# Work to be completed:
Look through the material below and return every line that contains "fields".

# Input data:
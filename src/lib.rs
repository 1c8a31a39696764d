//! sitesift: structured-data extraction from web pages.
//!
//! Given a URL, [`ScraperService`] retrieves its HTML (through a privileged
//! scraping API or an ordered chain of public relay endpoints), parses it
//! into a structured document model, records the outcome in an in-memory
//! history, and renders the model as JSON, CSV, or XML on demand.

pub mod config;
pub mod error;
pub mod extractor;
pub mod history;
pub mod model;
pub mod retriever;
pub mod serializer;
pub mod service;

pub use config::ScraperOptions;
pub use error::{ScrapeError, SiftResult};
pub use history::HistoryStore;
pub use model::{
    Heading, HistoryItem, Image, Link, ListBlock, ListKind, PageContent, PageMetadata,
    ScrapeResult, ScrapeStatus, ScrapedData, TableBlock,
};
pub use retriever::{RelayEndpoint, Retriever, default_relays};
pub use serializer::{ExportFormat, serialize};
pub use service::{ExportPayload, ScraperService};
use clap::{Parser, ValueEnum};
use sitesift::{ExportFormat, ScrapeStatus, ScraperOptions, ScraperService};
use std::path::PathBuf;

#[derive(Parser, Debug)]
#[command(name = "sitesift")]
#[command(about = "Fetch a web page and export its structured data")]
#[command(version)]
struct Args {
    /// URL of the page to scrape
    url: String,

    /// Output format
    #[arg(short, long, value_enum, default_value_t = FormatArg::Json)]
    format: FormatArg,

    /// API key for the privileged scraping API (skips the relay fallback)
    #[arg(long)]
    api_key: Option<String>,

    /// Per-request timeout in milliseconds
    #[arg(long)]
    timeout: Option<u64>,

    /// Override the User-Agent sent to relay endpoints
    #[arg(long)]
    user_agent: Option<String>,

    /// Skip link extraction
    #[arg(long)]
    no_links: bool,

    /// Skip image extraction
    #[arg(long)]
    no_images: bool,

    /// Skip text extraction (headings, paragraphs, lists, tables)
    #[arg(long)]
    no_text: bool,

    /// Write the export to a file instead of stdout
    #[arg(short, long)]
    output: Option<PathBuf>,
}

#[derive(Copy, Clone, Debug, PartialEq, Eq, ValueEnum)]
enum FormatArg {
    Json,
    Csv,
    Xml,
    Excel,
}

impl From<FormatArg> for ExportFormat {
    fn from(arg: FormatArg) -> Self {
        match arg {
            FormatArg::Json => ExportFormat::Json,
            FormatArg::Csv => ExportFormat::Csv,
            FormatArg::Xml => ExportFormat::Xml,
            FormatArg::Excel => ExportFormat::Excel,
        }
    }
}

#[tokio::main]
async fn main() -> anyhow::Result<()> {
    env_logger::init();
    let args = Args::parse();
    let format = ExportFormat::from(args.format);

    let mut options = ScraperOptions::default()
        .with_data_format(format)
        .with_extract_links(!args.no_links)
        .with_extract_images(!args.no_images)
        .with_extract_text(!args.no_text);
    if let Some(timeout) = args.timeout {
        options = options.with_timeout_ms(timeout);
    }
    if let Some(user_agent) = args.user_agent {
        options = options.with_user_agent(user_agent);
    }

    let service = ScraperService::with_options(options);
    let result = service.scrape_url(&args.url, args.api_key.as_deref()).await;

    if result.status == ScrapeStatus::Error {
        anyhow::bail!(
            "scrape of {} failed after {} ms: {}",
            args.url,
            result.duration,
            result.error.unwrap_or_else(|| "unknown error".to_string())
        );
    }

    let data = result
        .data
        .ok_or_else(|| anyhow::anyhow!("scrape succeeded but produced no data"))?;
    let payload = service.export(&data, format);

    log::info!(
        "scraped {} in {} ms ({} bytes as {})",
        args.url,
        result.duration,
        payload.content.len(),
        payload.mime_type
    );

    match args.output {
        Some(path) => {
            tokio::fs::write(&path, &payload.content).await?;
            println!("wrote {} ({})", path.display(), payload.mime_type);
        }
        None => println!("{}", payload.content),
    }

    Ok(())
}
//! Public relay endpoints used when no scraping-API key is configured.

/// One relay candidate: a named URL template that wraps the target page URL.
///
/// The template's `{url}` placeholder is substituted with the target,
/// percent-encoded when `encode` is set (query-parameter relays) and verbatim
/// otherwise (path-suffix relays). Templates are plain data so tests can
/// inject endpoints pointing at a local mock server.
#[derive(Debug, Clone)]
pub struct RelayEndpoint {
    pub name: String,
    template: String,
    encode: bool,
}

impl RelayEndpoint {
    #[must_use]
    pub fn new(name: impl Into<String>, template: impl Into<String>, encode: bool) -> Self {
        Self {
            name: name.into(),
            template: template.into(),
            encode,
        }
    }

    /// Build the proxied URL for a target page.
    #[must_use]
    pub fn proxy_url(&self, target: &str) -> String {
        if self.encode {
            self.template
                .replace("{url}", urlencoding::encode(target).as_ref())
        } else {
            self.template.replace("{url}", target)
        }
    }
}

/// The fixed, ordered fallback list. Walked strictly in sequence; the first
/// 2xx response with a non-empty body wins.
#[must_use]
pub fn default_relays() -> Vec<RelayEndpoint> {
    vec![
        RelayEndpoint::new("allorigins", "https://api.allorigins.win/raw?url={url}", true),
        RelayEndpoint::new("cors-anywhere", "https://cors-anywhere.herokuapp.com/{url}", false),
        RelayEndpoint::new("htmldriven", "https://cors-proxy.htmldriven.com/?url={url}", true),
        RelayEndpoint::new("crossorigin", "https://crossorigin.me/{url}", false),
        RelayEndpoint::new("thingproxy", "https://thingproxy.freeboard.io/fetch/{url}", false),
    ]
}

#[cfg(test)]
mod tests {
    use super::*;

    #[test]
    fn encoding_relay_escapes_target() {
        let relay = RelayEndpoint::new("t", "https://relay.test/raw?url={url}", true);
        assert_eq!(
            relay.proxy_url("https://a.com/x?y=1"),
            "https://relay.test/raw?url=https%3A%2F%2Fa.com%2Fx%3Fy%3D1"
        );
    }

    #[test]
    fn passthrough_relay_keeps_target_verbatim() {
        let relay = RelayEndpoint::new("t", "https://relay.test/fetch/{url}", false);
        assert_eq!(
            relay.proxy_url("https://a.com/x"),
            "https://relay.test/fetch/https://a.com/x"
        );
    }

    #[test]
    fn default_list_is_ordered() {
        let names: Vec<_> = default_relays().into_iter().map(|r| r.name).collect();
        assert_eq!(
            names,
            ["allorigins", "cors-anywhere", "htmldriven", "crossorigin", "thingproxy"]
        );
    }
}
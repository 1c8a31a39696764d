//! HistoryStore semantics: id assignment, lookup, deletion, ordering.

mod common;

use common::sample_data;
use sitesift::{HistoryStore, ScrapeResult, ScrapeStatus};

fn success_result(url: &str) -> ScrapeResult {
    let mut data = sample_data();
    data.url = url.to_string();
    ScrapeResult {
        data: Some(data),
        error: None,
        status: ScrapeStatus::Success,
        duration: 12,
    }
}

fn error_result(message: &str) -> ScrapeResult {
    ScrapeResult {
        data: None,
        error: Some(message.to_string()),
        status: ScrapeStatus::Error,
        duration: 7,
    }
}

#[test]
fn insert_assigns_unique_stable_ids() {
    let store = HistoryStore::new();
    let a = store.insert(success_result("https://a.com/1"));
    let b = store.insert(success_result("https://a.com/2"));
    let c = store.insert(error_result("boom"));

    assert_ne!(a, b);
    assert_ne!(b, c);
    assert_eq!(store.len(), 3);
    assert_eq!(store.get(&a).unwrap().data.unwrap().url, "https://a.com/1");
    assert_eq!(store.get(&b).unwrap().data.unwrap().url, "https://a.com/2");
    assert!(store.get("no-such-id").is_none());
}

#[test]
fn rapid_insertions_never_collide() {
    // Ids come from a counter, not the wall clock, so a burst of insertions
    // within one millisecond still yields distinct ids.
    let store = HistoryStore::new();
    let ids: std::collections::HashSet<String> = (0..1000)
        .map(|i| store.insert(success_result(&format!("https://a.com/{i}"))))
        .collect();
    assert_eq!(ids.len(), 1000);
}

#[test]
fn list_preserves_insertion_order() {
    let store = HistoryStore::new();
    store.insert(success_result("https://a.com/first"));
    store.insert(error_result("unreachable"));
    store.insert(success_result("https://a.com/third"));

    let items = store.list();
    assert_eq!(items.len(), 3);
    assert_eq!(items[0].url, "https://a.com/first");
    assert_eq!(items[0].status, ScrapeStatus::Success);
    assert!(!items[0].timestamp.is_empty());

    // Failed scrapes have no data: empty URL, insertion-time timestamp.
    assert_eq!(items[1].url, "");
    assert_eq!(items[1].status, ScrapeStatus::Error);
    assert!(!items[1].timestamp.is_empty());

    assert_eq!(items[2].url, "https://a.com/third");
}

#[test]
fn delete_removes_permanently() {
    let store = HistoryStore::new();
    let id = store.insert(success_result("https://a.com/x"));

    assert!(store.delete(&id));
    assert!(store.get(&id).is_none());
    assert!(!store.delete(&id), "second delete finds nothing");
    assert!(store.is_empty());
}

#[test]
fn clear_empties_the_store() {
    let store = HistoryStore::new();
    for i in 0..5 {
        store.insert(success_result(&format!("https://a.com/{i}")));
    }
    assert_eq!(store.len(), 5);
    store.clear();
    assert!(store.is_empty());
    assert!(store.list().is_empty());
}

---

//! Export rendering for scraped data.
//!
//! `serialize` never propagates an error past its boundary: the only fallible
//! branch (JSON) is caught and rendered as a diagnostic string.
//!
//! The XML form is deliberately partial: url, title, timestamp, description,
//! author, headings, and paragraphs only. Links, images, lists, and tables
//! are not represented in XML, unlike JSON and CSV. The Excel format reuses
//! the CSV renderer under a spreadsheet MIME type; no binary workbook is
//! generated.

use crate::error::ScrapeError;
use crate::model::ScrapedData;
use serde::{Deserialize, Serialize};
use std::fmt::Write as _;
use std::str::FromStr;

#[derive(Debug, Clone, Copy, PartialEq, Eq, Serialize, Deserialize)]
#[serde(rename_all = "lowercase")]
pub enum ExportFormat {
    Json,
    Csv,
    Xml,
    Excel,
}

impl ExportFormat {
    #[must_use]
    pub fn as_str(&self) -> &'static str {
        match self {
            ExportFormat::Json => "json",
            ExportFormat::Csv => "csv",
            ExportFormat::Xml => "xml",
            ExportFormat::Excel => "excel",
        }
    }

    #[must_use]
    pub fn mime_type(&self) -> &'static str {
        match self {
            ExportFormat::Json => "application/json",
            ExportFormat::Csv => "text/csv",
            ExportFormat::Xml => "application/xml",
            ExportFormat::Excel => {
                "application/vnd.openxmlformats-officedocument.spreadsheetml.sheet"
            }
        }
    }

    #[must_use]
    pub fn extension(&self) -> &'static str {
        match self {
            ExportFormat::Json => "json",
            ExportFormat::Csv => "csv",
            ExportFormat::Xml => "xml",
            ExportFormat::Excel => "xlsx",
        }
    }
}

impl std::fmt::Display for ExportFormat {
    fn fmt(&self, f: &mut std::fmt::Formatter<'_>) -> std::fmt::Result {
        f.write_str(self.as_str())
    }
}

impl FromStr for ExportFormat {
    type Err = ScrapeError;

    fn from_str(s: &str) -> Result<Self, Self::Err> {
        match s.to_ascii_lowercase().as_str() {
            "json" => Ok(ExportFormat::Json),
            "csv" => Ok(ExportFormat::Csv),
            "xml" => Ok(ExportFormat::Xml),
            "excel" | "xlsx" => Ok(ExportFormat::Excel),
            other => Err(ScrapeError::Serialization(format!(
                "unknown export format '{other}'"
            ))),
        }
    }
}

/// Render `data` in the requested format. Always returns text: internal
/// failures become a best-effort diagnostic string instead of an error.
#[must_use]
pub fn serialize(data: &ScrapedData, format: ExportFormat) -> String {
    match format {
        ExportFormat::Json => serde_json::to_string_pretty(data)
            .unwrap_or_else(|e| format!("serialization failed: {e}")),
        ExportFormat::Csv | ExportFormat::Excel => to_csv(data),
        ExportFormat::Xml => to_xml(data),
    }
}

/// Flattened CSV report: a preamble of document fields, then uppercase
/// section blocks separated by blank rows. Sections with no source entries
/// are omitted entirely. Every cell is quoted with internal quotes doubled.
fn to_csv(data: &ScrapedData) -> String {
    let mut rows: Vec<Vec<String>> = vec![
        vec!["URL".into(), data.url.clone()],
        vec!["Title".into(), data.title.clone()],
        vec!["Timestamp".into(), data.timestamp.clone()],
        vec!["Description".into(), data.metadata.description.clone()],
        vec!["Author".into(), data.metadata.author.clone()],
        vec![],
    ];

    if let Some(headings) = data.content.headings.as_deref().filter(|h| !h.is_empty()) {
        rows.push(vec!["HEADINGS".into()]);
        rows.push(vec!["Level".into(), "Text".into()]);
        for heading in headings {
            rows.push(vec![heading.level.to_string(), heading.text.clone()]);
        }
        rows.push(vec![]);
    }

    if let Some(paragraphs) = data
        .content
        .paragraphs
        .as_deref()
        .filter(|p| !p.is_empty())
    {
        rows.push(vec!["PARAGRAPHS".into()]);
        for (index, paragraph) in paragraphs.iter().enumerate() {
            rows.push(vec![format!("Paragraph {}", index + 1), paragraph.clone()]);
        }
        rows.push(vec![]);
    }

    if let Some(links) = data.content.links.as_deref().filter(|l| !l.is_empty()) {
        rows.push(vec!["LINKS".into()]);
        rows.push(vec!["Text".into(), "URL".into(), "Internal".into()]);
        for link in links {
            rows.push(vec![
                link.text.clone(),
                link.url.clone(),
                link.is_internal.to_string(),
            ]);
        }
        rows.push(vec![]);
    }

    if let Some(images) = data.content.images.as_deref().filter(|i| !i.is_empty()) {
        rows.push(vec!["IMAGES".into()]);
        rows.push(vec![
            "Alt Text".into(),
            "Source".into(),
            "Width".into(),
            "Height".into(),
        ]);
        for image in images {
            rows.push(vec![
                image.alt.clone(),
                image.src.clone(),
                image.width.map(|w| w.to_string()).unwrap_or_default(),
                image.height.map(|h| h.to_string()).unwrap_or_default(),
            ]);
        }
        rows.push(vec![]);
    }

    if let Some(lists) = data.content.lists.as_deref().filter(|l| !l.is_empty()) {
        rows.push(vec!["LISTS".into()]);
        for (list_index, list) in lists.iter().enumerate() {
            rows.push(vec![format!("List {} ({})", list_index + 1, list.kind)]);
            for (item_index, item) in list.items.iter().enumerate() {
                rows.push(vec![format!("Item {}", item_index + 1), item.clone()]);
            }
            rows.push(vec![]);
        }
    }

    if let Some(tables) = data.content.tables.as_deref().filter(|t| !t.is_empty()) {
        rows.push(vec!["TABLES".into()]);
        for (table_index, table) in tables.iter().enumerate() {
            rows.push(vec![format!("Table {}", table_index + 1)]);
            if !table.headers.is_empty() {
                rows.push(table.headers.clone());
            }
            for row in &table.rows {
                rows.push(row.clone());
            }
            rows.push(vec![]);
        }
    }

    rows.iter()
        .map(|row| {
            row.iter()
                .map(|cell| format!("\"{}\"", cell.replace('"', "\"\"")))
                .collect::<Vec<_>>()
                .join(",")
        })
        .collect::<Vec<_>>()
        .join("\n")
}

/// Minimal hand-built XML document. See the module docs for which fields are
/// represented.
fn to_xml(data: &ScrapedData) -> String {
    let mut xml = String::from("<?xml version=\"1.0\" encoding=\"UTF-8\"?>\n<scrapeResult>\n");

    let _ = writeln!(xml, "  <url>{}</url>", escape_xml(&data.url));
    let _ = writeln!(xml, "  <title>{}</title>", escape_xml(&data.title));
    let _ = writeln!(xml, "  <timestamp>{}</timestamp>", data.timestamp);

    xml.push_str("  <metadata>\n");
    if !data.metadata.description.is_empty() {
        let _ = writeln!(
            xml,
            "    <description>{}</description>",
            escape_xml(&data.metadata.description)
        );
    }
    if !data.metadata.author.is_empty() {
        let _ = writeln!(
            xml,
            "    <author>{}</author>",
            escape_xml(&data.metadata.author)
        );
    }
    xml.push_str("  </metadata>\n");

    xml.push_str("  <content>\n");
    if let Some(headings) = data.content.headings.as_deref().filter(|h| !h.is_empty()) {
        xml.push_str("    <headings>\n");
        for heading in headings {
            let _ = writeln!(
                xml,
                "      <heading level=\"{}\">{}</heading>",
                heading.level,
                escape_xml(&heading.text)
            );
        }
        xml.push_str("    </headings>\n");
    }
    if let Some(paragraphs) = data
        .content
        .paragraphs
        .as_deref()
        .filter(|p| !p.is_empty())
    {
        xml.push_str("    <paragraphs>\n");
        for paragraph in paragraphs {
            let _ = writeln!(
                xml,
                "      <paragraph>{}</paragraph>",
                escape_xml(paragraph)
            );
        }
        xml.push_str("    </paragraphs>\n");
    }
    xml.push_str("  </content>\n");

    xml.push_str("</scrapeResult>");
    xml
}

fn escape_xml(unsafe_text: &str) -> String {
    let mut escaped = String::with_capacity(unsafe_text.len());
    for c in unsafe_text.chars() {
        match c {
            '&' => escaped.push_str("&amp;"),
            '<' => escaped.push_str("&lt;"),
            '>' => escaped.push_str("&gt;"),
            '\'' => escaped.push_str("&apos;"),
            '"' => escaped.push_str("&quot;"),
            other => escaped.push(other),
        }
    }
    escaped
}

--

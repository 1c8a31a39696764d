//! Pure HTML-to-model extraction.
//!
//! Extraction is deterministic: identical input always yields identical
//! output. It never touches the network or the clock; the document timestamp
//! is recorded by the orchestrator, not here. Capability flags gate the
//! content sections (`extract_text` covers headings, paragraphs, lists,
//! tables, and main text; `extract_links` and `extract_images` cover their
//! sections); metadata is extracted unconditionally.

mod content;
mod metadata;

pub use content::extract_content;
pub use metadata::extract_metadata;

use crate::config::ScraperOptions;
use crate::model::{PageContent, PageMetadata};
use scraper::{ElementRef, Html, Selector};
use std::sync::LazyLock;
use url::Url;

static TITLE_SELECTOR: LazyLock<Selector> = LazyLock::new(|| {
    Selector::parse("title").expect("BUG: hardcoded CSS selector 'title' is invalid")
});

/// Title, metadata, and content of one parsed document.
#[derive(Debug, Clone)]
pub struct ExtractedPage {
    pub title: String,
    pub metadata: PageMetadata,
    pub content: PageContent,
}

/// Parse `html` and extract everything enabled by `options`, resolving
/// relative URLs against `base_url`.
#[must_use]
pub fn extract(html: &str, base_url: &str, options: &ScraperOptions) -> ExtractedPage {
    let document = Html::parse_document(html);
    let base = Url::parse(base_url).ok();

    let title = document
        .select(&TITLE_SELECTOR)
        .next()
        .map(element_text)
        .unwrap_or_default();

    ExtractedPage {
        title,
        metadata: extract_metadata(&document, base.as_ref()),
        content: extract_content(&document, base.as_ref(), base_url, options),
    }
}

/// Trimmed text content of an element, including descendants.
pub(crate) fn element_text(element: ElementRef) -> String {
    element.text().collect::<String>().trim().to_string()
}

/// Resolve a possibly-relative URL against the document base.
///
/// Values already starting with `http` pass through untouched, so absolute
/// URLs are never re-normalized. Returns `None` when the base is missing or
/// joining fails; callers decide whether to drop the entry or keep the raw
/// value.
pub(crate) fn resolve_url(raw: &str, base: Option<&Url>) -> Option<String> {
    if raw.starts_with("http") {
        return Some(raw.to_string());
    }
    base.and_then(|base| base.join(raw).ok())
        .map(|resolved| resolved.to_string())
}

# Expected answer:
/// Flattened CSV report: a preamble of document fields, then uppercase
/// Minimal hand-built XML document. See the module docs for which fields are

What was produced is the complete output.